*Your instructions:* Isolate every line in the data with the string "recipient" and copy it.

-- -- --

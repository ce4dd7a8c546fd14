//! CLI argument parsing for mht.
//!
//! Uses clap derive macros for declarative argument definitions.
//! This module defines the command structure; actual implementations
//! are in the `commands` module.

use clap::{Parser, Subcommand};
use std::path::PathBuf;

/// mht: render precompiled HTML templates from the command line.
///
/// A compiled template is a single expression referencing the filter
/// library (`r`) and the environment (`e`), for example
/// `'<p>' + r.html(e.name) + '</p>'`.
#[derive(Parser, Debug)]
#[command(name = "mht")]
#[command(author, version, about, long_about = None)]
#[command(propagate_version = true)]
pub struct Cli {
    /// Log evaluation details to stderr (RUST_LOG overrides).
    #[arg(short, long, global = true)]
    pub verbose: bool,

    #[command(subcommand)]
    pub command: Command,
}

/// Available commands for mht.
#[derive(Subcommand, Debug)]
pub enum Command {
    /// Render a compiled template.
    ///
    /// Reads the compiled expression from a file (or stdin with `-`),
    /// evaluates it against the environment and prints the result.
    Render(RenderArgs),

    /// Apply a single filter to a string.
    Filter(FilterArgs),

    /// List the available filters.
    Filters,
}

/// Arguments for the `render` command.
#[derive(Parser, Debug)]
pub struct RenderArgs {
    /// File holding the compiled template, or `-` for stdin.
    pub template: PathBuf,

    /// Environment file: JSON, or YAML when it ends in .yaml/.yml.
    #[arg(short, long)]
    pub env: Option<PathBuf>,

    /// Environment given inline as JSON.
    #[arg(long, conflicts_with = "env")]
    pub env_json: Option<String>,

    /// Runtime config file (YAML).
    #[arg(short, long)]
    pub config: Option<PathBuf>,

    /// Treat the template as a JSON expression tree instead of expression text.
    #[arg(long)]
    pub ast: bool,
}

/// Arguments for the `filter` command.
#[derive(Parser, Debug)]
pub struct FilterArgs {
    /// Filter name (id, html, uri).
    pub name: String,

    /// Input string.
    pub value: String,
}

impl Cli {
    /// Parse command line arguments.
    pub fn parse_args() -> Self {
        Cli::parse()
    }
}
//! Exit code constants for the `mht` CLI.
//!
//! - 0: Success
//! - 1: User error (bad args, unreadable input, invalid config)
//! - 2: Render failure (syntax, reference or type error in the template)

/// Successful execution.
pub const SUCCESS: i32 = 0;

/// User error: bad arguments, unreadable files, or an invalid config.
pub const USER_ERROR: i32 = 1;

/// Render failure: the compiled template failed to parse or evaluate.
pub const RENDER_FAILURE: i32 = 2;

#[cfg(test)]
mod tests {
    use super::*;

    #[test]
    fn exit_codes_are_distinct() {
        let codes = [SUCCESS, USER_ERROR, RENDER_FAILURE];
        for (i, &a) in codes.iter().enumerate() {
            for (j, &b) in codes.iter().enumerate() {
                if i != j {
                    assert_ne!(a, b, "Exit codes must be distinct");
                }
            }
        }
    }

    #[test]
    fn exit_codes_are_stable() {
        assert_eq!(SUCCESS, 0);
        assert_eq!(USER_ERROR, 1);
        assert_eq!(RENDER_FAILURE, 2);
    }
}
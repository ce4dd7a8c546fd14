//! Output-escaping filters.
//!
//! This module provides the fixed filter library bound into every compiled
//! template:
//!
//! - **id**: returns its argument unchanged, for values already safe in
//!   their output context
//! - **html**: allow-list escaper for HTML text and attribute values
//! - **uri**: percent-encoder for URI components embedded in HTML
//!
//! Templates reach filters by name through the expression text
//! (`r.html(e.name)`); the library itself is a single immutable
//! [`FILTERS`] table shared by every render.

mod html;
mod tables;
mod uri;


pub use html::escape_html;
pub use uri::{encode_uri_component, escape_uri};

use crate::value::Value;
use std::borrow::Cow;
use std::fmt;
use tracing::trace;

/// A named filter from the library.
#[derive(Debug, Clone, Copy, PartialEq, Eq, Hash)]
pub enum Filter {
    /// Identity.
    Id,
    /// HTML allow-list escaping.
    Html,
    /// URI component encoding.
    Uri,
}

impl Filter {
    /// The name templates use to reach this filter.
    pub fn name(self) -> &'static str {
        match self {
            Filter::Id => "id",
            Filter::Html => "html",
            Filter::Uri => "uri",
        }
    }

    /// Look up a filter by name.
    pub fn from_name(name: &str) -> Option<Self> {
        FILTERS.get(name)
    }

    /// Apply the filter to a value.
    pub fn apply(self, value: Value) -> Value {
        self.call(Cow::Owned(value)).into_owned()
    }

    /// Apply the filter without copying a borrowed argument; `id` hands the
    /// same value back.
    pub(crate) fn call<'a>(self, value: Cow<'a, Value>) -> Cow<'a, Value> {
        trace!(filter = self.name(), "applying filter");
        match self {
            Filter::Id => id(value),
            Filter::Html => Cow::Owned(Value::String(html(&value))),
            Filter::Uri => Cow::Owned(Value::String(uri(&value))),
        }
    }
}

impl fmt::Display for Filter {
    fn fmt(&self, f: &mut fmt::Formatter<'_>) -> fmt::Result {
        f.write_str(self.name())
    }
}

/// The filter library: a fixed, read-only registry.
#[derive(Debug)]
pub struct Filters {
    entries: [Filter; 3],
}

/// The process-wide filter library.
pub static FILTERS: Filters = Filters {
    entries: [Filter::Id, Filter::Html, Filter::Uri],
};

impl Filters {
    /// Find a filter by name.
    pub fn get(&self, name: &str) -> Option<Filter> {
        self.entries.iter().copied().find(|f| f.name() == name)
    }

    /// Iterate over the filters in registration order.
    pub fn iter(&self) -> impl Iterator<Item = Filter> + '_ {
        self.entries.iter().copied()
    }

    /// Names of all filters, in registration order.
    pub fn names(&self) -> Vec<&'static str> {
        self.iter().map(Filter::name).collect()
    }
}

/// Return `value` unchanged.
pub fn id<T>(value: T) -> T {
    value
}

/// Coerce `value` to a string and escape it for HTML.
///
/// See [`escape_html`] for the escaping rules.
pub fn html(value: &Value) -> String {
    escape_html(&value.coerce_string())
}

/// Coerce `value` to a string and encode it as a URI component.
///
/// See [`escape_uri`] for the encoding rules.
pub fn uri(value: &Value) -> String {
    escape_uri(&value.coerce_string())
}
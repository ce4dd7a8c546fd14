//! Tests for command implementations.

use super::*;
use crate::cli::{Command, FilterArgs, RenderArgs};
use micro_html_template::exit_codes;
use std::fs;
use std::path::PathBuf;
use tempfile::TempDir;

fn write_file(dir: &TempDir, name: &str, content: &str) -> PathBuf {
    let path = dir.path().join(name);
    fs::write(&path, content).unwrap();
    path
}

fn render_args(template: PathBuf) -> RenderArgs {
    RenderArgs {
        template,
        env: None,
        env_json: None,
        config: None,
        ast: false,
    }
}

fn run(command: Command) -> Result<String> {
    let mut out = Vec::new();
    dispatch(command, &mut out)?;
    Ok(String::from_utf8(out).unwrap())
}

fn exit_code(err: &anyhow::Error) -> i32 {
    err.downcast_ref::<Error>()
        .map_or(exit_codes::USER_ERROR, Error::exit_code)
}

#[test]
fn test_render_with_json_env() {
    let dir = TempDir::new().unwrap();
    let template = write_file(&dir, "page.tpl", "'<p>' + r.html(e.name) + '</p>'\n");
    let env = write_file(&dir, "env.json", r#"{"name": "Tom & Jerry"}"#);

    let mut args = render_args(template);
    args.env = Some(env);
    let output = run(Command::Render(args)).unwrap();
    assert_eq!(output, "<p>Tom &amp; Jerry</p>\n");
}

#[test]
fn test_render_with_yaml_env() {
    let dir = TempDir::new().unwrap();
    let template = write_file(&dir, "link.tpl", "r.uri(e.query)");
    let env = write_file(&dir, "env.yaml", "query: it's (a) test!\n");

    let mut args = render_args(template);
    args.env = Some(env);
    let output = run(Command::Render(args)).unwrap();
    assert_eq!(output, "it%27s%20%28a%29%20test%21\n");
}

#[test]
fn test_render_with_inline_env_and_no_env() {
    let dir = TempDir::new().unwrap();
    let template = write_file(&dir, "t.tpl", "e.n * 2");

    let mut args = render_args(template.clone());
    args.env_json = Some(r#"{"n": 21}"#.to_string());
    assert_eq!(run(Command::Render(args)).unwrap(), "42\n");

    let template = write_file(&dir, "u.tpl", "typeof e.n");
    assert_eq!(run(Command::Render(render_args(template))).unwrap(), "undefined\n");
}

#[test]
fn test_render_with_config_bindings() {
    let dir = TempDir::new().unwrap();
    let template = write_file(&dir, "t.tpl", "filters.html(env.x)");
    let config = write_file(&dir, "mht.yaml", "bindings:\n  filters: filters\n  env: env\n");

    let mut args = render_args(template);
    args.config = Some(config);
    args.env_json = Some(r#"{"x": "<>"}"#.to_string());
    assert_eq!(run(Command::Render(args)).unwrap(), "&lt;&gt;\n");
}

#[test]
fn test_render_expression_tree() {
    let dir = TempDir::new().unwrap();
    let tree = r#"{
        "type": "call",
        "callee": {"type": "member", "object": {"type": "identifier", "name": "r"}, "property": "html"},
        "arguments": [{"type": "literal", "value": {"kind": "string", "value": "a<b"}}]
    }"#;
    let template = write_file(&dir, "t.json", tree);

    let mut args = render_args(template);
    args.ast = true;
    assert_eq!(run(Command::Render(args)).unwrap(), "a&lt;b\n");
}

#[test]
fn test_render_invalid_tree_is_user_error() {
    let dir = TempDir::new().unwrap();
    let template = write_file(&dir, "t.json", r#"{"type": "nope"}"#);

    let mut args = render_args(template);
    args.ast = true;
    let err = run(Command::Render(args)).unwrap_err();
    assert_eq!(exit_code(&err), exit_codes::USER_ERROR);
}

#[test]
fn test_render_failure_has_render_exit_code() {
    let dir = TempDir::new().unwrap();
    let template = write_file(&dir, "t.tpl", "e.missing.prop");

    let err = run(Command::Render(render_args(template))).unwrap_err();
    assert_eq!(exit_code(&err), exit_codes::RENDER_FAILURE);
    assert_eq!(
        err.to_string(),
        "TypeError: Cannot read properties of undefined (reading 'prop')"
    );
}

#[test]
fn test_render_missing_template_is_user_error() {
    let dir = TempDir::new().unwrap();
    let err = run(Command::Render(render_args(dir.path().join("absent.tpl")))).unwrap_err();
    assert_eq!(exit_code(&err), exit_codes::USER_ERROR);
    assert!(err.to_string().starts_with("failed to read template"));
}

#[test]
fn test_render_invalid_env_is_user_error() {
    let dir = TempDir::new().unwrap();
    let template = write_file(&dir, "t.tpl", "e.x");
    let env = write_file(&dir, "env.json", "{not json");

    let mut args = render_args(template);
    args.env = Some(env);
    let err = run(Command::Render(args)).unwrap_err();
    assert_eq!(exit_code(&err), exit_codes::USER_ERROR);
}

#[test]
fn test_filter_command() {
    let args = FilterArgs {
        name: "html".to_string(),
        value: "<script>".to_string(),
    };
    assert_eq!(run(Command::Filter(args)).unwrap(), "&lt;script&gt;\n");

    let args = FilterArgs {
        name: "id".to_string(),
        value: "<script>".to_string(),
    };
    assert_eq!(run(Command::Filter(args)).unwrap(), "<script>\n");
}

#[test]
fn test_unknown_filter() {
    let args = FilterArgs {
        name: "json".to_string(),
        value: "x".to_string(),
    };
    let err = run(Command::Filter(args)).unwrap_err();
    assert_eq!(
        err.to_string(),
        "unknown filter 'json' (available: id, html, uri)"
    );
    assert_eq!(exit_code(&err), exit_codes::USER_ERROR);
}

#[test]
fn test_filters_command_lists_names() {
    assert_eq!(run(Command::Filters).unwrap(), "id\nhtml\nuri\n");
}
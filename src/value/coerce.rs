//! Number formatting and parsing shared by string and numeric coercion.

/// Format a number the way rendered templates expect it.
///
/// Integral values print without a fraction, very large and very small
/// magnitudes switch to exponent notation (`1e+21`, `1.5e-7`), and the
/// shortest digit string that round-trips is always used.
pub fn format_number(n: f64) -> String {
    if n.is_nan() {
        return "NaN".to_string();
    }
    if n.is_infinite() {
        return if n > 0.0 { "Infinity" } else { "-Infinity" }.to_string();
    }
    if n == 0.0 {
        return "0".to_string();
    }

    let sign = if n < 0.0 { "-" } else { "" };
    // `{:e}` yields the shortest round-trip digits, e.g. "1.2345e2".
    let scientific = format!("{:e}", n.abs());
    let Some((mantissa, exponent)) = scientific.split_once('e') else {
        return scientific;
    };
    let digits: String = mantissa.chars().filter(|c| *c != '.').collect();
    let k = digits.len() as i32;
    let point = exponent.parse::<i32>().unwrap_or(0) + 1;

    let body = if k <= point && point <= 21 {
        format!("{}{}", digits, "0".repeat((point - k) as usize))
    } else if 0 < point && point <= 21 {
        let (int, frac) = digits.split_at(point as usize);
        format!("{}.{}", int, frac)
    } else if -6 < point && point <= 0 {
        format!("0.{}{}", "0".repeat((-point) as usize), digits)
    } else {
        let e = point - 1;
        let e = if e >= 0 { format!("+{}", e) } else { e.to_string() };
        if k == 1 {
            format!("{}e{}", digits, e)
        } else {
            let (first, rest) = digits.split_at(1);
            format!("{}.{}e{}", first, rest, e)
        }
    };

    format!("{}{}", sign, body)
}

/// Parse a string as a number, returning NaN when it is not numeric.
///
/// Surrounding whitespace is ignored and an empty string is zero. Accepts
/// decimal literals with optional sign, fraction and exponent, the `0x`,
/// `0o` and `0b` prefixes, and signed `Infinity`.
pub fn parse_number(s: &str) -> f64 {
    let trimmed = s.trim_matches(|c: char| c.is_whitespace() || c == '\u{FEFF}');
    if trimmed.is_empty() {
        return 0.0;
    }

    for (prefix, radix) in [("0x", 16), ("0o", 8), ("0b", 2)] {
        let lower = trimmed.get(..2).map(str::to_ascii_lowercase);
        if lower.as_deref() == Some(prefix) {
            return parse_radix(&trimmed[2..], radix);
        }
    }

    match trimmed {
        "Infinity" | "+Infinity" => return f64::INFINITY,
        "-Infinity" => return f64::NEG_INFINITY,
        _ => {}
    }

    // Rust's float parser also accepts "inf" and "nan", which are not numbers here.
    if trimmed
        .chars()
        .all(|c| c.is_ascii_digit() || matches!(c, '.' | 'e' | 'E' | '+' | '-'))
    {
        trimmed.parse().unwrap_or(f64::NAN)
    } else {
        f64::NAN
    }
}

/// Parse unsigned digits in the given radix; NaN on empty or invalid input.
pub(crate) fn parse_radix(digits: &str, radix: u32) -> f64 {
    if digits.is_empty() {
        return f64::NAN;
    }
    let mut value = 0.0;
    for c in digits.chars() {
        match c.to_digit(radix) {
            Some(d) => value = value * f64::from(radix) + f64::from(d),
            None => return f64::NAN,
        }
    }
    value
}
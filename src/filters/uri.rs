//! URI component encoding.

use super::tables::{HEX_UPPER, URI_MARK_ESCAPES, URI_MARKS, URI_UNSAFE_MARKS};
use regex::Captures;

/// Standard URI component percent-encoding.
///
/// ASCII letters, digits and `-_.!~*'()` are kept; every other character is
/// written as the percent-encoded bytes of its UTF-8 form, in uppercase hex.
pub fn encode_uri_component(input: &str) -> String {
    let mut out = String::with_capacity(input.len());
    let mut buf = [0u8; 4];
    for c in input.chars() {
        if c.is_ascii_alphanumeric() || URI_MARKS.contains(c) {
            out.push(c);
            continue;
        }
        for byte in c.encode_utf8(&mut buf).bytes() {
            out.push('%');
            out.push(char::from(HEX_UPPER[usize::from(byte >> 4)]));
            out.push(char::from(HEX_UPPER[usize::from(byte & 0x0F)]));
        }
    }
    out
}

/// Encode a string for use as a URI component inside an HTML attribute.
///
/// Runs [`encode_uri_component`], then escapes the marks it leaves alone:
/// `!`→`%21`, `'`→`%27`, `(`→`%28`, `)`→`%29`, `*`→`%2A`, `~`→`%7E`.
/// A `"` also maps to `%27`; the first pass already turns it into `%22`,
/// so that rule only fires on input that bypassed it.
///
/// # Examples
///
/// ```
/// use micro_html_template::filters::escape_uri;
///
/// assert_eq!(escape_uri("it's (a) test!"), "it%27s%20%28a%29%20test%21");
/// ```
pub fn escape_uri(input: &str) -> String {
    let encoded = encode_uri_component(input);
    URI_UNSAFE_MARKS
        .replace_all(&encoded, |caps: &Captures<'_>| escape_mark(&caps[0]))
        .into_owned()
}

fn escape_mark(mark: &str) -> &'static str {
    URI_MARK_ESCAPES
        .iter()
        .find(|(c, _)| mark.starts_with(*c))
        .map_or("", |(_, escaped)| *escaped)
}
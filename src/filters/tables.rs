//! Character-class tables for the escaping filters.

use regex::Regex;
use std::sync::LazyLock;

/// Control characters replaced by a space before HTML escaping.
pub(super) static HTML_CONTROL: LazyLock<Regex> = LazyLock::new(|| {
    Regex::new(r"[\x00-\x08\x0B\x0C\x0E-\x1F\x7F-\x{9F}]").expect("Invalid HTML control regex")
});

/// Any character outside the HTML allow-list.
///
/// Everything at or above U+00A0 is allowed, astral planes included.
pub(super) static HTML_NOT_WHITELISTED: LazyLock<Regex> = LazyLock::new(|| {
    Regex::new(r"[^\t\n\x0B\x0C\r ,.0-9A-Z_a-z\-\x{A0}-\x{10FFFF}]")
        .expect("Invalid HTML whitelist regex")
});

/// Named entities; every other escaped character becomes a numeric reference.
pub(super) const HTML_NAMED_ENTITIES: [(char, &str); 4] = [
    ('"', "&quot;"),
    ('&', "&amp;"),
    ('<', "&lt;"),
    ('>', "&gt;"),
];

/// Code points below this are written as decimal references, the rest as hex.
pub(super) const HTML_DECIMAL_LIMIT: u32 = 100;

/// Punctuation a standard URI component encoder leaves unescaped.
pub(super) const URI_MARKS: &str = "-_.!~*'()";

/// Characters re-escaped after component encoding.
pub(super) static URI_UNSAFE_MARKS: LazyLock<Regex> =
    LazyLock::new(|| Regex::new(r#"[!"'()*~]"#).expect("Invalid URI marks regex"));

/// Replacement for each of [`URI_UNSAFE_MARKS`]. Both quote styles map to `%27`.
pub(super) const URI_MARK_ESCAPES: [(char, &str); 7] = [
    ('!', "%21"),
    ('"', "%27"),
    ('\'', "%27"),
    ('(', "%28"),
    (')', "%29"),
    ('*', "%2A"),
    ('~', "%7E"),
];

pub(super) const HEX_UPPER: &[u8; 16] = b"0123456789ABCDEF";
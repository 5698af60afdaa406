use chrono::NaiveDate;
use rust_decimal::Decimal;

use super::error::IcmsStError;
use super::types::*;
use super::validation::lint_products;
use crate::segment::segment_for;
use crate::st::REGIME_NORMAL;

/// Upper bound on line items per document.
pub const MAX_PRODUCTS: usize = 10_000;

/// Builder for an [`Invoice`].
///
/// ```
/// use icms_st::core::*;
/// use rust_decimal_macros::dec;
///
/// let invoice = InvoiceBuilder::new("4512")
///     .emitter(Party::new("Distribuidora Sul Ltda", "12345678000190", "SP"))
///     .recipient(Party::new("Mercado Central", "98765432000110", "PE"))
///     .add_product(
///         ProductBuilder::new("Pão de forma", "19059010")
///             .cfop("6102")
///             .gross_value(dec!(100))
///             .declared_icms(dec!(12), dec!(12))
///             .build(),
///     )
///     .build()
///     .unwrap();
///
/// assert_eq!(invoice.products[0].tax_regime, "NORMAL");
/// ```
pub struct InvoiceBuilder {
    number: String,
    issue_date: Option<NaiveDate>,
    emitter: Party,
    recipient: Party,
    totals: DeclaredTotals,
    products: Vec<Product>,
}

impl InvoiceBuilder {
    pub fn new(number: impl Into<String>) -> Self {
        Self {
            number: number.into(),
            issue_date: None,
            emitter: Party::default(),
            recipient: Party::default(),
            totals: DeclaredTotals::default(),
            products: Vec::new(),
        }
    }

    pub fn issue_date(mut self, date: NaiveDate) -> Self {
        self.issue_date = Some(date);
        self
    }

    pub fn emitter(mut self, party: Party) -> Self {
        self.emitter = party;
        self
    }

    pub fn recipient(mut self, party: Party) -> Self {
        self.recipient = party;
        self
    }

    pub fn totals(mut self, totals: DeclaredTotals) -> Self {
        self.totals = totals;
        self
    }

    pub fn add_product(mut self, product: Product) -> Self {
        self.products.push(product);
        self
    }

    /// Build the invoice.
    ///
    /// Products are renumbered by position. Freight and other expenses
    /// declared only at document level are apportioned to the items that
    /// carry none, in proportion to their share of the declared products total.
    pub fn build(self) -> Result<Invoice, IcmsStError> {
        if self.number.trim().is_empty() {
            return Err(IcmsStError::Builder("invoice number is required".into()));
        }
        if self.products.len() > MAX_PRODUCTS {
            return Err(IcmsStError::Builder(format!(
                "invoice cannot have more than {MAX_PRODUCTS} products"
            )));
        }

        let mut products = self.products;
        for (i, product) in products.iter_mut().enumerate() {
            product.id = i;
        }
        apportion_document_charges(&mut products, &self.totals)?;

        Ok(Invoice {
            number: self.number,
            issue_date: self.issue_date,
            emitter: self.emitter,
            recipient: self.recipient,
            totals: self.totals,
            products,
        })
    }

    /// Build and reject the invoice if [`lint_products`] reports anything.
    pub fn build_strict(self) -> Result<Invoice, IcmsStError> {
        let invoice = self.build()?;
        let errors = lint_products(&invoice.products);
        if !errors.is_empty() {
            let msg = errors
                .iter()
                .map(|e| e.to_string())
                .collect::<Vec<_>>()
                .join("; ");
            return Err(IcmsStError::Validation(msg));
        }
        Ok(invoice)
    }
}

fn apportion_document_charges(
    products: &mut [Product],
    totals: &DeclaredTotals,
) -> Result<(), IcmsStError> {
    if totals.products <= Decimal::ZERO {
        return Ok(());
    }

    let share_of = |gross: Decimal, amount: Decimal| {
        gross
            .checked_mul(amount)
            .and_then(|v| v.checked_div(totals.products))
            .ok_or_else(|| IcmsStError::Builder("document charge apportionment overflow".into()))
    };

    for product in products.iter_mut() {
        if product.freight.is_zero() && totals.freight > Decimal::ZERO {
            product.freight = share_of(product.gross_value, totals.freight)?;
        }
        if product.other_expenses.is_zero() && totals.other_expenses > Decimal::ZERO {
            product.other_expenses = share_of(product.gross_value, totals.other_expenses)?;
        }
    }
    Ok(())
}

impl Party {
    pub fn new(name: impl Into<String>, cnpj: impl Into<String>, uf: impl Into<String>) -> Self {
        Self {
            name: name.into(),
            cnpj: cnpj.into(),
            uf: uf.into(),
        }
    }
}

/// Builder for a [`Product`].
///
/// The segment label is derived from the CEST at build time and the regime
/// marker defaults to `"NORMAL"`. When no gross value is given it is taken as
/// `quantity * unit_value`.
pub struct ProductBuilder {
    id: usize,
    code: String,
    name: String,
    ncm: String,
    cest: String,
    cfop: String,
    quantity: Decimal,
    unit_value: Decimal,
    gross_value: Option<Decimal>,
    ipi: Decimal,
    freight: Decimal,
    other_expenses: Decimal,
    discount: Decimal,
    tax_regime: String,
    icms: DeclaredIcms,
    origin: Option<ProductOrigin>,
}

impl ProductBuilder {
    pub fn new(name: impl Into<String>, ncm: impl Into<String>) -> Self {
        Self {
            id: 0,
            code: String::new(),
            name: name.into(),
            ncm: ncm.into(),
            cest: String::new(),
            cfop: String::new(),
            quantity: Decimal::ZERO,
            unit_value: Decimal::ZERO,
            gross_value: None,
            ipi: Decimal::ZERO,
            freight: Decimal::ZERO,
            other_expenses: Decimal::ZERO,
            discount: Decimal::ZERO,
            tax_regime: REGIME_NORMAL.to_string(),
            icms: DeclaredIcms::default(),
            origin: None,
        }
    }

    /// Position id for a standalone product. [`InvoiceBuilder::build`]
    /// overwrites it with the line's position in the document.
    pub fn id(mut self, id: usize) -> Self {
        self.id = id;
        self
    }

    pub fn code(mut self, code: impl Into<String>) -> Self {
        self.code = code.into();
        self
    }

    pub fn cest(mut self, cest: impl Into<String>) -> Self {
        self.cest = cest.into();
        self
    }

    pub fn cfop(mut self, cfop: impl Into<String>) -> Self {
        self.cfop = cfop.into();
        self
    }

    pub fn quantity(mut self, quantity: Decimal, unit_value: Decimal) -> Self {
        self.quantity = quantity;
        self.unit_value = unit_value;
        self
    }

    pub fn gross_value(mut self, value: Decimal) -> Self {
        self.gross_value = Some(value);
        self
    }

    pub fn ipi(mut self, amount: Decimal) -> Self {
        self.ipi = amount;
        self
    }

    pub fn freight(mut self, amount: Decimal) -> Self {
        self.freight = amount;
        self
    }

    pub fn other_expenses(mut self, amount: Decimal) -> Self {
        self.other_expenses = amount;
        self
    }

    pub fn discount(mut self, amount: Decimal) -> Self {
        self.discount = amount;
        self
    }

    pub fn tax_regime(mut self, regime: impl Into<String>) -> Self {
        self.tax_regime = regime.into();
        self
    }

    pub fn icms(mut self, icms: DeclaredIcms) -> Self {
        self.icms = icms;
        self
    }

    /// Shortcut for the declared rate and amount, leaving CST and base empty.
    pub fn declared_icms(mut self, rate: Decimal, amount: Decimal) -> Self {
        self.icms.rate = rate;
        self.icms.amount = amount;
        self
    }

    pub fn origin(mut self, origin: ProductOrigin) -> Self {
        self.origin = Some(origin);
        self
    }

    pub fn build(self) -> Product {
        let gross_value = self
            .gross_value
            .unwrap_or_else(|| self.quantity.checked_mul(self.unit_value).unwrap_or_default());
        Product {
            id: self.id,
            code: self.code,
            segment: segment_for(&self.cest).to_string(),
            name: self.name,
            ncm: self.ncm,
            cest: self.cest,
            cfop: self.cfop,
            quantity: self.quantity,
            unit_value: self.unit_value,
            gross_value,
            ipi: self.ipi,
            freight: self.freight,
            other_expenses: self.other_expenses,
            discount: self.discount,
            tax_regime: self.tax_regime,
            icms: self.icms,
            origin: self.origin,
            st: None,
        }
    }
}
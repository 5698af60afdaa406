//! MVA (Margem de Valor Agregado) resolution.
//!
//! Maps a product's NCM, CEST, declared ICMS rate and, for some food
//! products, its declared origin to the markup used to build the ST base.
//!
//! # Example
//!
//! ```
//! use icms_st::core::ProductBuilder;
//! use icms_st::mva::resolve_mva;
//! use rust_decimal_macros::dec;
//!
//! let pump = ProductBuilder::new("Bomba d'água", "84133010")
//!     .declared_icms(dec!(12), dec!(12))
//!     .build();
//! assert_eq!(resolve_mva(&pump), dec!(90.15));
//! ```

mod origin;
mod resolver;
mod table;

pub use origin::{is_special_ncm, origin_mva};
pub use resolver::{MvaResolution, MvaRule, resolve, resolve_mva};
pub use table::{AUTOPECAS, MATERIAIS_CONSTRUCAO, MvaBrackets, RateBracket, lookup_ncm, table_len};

-- -- --

*Reply to the exercise:*
///     .recipient(Party::new("Mercado Central", "98765432000110", "PE"))
    recipient: Party,
            recipient: Party::default(),
    pub fn recipient(mut self, party: Party) -> Self {
        self.recipient = party;
            recipient: self.recipient,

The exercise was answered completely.